The use of styrene-maleic acid (SMA) copolymers to extract and purify transmembrane proteins, while retaining their native bilayer environment, overcomes many of the disadvantages associated with conventional detergent-based procedures. This approach has huge potential for the future of membrane protein structural and functional studies. In this investigation, we have systematically tested a range of commercially available SMA polymers, varying in both the ratio of styrene and maleic acid and in total size, for the ability to extract, purify and stabilise transmembrane proteins. Three different membrane proteins (BmrA, LeuT and ZipA), which vary in size and shape, were used. Our results show that several polymers, can be used to extract membrane proteins, comparably to conventional detergents. A styrene:maleic acid ratio of either 2:1 or 3:1, combined with a relatively small average molecular mass (7.5-10 kDa), is optimal for membrane extraction, and this appears to be independent of the protein size, shape or expression system. A subset of polymers were taken forward for purification, functional and stability tests. Following a one-step affinity purification, SMA 2000 was found to be the best choice for yield, purity and function. However, the other polymers offer subtle differences in size and sensitivity to divalent cations that may be useful for a variety of downstream applications.

Membrane protein extraction and purification using partially-esterified SMA polymers.

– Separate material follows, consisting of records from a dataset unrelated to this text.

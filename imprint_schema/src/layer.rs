// Copyright 2026 the Imprint Authors
// SPDX-License-Identifier: Apache-2.0 OR MIT

//! The layer union: text, shape, image, icon, and vector-path layers.
//!
//! Layers are a tagged variant rather than a trait hierarchy so that the
//! renderer and the patch validator can both dispatch exhaustively; adding a
//! variant is a compile-visible event everywhere layers are consumed.

use core::fmt;
use serde::{Deserialize, Serialize};

use crate::{BlendModeKind, Color, CornerRadii, Paint, StrokeSpec, Transform2D};

/// Identifier for a layer within a document.
///
/// Ids are allocated from a per-document counter and never reused within that
/// document, so a stale id can never alias a different live layer.
#[derive(Copy, Clone, Debug, PartialEq, Eq, Hash, PartialOrd, Ord, Serialize, Deserialize)]
#[serde(transparent)]
pub struct LayerId(pub u64);

impl fmt::Display for LayerId {
    fn fmt(&self, f: &mut fmt::Formatter<'_>) -> fmt::Result {
        write!(f, "L{}", self.0)
    }
}

/// Fields shared by every layer variant.
#[derive(Clone, Debug, PartialEq, Serialize, Deserialize)]
pub struct LayerCommon {
    /// Identity within the owning document.
    pub id: LayerId,
    /// Human-readable name.
    pub name: String,
    /// Whether the layer participates in rendering.
    #[serde(default = "default_true")]
    pub visible: bool,
    /// Whether mutation commands targeting this layer are rejected.
    #[serde(default)]
    pub locked: bool,
    /// Layer opacity in `[0, 1]`.
    #[serde(default = "default_opacity")]
    pub opacity: f32,
    /// Compositing mode against the layers below.
    #[serde(default)]
    pub blend: BlendModeKind,
    /// Semantic tags used for queries ("name", "accent", "frame", ...).
    #[serde(default, skip_serializing_if = "Vec::is_empty")]
    pub tags: Vec<String>,
    /// Placement in document space.
    pub transform: Transform2D,
    /// Optional per-corner rounding of the layer box.
    #[serde(default, skip_serializing_if = "Option::is_none")]
    pub corner_radii: Option<CornerRadii>,
}

fn default_true() -> bool {
    true
}

fn default_opacity() -> f32 {
    1.0
}

impl LayerCommon {
    /// A visible, unlocked, fully opaque layer with the given placement.
    pub fn new(id: LayerId, name: impl Into<String>, transform: Transform2D) -> Self {
        Self {
            id,
            name: name.into(),
            visible: true,
            locked: false,
            opacity: 1.0,
            blend: BlendModeKind::Normal,
            tags: Vec::new(),
            transform,
            corner_radii: None,
        }
    }

    /// Returns true if the layer carries the given semantic tag.
    pub fn has_tag(&self, tag: &str) -> bool {
        self.tags.iter().any(|t| t == tag)
    }
}

/// Horizontal paragraph alignment within the text box.
#[derive(Copy, Clone, Debug, Default, PartialEq, Eq, Serialize, Deserialize)]
#[serde(rename_all = "camelCase")]
pub enum TextAlign {
    /// Flush left.
    #[default]
    Left,
    /// Centered.
    Center,
    /// Flush right.
    Right,
    /// Justified (last line flush left).
    Justify,
}

/// Per-paragraph styling. Paragraphs are the `\n`-separated sections of the
/// layer's text, matched positionally; missing entries default to
/// [`TextAlign::Left`].
#[derive(Copy, Clone, Debug, Default, PartialEq, Serialize, Deserialize)]
pub struct Paragraph {
    /// Horizontal alignment for this paragraph.
    #[serde(default)]
    pub align: TextAlign,
}

/// Character styling applied to a whole text layer.
#[derive(Clone, Debug, PartialEq, Serialize, Deserialize)]
pub struct TextStyle {
    /// Font family name, resolved against the renderer's font store.
    pub font_family: String,
    /// Font size in document units.
    pub font_size: f32,
    /// CSS-style weight (400 regular, 700 bold, ...).
    #[serde(default = "default_weight")]
    pub font_weight: u16,
    /// Glyph paint.
    pub fill: Paint,
    /// Italic style flag.
    #[serde(default)]
    pub italic: bool,
    /// Underline decoration flag.
    #[serde(default)]
    pub underline: bool,
    /// Render text in uppercase regardless of stored casing.
    #[serde(default)]
    pub uppercase: bool,
    /// Additional advance between glyphs, in document units.
    #[serde(default)]
    pub letter_spacing: f32,
    /// Line height as a multiple of the font size.
    #[serde(default = "default_line_height")]
    pub line_height: f32,
}

fn default_weight() -> u16 {
    400
}

fn default_line_height() -> f32 {
    1.2
}

impl TextStyle {
    /// A regular-weight style in the given family/size with a solid fill.
    pub fn new(font_family: impl Into<String>, font_size: f32, fill: Color) -> Self {
        Self {
            font_family: font_family.into(),
            font_size,
            font_weight: 400,
            fill: Paint::solid(fill),
            italic: false,
            underline: false,
            uppercase: false,
            letter_spacing: 0.0,
            line_height: default_line_height(),
        }
    }
}

/// A text layer.
#[derive(Clone, Debug, PartialEq, Serialize, Deserialize)]
pub struct TextLayer {
    /// Shared layer fields.
    pub common: LayerCommon,
    /// Text content; `\n` separates paragraphs.
    pub text: String,
    /// Default character style.
    pub style: TextStyle,
    /// Per-paragraph overrides, matched positionally against `text`.
    #[serde(default, skip_serializing_if = "Vec::is_empty")]
    pub paragraphs: Vec<Paragraph>,
}

/// Geometric family of a shape layer.
#[derive(Copy, Clone, Debug, PartialEq, Serialize, Deserialize)]
#[serde(tag = "kind", rename_all = "camelCase")]
pub enum ShapeType {
    /// The layer box itself (optionally rounded via `corner_radii`).
    Rectangle,
    /// An ellipse inscribed in the layer box.
    Ellipse,
    /// A line across the layer box from the top-left to the bottom-right.
    Line,
    /// A regular polygon inscribed in the layer box.
    Polygon {
        /// Number of sides, at least 3.
        sides: u32,
    },
    /// A star inscribed in the layer box.
    Star {
        /// Number of outer points, at least 3.
        points: u32,
        /// Inner radius as a fraction of the outer radius, in `(0, 1)`.
        inner_ratio: f32,
    },
}

/// A shape layer with ordered fills and strokes.
#[derive(Clone, Debug, PartialEq, Serialize, Deserialize)]
pub struct ShapeLayer {
    /// Shared layer fields.
    pub common: LayerCommon,
    /// Which geometry the layer box describes.
    pub shape: ShapeType,
    /// Fills painted bottom-up.
    #[serde(default, skip_serializing_if = "Vec::is_empty")]
    pub fills: Vec<Paint>,
    /// Strokes painted over the fills, in order.
    #[serde(default, skip_serializing_if = "Vec::is_empty")]
    pub strokes: Vec<StrokeSpec>,
}

/// How image content is fitted into the layer box.
#[derive(Copy, Clone, Debug, Default, PartialEq, Eq, Serialize, Deserialize)]
#[serde(rename_all = "camelCase")]
pub enum ImageFit {
    /// Scale preserving aspect ratio so the box is fully covered; overflow is
    /// clipped.
    #[default]
    Cover,
    /// Scale preserving aspect ratio so the image fits entirely inside.
    Contain,
    /// Stretch to exactly fill the box.
    Fill,
    /// Natural size, anchored at the box origin.
    None,
}

/// Simple per-image color adjustments.
#[derive(Copy, Clone, Debug, PartialEq, Serialize, Deserialize)]
pub struct ImageFilters {
    /// Brightness multiplier (1.0 = unchanged).
    pub brightness: f32,
    /// Contrast multiplier (1.0 = unchanged).
    pub contrast: f32,
    /// Saturation multiplier (1.0 = unchanged).
    pub saturation: f32,
}

/// An opaque reference to image content resolved by the renderer's
/// image store.
#[derive(Clone, Debug, PartialEq, Eq, Hash, Serialize, Deserialize)]
#[serde(transparent)]
pub struct ImageRef(pub String);

/// A raster image layer.
#[derive(Clone, Debug, PartialEq, Serialize, Deserialize)]
pub struct ImageLayer {
    /// Shared layer fields.
    pub common: LayerCommon,
    /// Reference to the image content.
    pub image: ImageRef,
    /// Fit mode within the layer box.
    #[serde(default)]
    pub fit: ImageFit,
    /// Optional color adjustments.
    #[serde(default, skip_serializing_if = "Option::is_none")]
    pub filters: Option<ImageFilters>,
}

/// An opaque symbolic icon reference.
#[derive(Clone, Debug, PartialEq, Eq, Hash, Serialize, Deserialize)]
#[serde(transparent)]
pub struct IconId(pub String);

/// A monochrome icon layer.
#[derive(Clone, Debug, PartialEq, Serialize, Deserialize)]
pub struct IconLayer {
    /// Shared layer fields.
    pub common: LayerCommon,
    /// Which icon to draw.
    pub icon: IconId,
    /// Icon tint.
    pub color: Color,
}

/// A single path segment command in local layer coordinates.
#[derive(Copy, Clone, Debug, PartialEq, Serialize, Deserialize)]
#[serde(tag = "op", rename_all = "camelCase")]
pub enum PathCmd {
    /// Move the current point without drawing.
    MoveTo {
        /// X coordinate of the new point.
        x: f32,
        /// Y coordinate of the new point.
        y: f32,
    },
    /// Draw a line to the given point.
    LineTo {
        /// X coordinate of the line end.
        x: f32,
        /// Y coordinate of the line end.
        y: f32,
    },
    /// Draw a quadratic Bézier with one control point.
    QuadTo {
        /// X coordinate of the control point.
        x1: f32,
        /// Y coordinate of the control point.
        y1: f32,
        /// X coordinate of the curve end.
        x: f32,
        /// Y coordinate of the curve end.
        y: f32,
    },
    /// Draw a cubic Bézier with two control points.
    CurveTo {
        /// X coordinate of the first control point.
        x1: f32,
        /// Y coordinate of the first control point.
        y1: f32,
        /// X coordinate of the second control point.
        x2: f32,
        /// Y coordinate of the second control point.
        y2: f32,
        /// X coordinate of the curve end.
        x: f32,
        /// Y coordinate of the curve end.
        y: f32,
    },
    /// Close the current subpath.
    Close,
}

/// A freeform vector path layer.
#[derive(Clone, Debug, PartialEq, Serialize, Deserialize)]
pub struct PathLayer {
    /// Shared layer fields.
    pub common: LayerCommon,
    /// Path geometry in local coordinates.
    pub commands: Vec<PathCmd>,
    /// Optional fill paint.
    #[serde(default, skip_serializing_if = "Option::is_none")]
    pub fill: Option<Paint>,
    /// Optional stroke.
    #[serde(default, skip_serializing_if = "Option::is_none")]
    pub stroke: Option<StrokeSpec>,
}

/// An atomic visual element in a design document.
#[derive(Clone, Debug, PartialEq, Serialize, Deserialize)]
#[serde(tag = "variant", rename_all = "camelCase")]
pub enum Layer {
    /// Styled, wrapped text.
    Text(TextLayer),
    /// A filled/stroked geometric shape.
    Shape(ShapeLayer),
    /// Raster image content.
    Image(ImageLayer),
    /// A symbolic tinted icon.
    Icon(IconLayer),
    /// A freeform vector path.
    Path(PathLayer),
}

impl Layer {
    /// The shared fields of this layer.
    pub fn common(&self) -> &LayerCommon {
        match self {
            Self::Text(l) => &l.common,
            Self::Shape(l) => &l.common,
            Self::Image(l) => &l.common,
            Self::Icon(l) => &l.common,
            Self::Path(l) => &l.common,
        }
    }

    /// Mutable access to the shared fields of this layer.
    pub fn common_mut(&mut self) -> &mut LayerCommon {
        match self {
            Self::Text(l) => &mut l.common,
            Self::Shape(l) => &mut l.common,
            Self::Image(l) => &mut l.common,
            Self::Icon(l) => &mut l.common,
            Self::Path(l) => &mut l.common,
        }
    }

    /// The layer's id.
    #[inline]
    pub fn id(&self) -> LayerId {
        self.common().id
    }

    /// A short name for the variant, used in prompts and diagnostics.
    pub fn variant_name(&self) -> &'static str {
        match self {
            Self::Text(_) => "text",
            Self::Shape(_) => "shape",
            Self::Image(_) => "image",
            Self::Icon(_) => "icon",
            Self::Path(_) => "path",
        }
    }
}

Styrene maleic acid (SMA) polymers have proven to be very successful for the extraction of membrane proteins, forming SMA lipid particles (SMALPs), which maintain a lipid bilayer around the membrane protein. SMALP-encapsulated membrane proteins can be used for functional and structural studies. The SMALP approach allows retention of important protein-annular lipid interactions, exerts lateral pressure, and offers greater stability than traditional detergent solubilisation. However, SMA polymer does have some limitations, including a sensitivity to divalent cations and low pH, an absorbance spectrum that overlaps with many proteins, and possible restrictions on protein conformational change. Various modified polymers have been developed to try to overcome these challenges, but no clear solution has been found. A series of partially-esterified variants of SMA (SMA 2625, SMA 1440 and SMA 17352) has previously been shown to be highly effective for solubilisation of plant and cyanobacterial thylakoid membranes. It was hypothesised that the partial esterification of maleic acid groups would increase tolerance to divalent cations. Therefore, these partially-esterified polymers were tested for the solubilisation of lipids and membrane proteins, and their tolerance to magnesium ions. It was found that all partially esterified polymers were capable of solubilising and purifying a range of membrane proteins, but the yield of protein was lower with SMA 1440, and the degree of purity was lower for both SMA 1440 and SMA 17352. SMA 2625 performed comparably to SMA 2000. SMA 1440 also showed an increased sensitivity to divalent cations. Thus, it appears the interactions between SMA and divalent cations are more complex than proposed and require further investigation.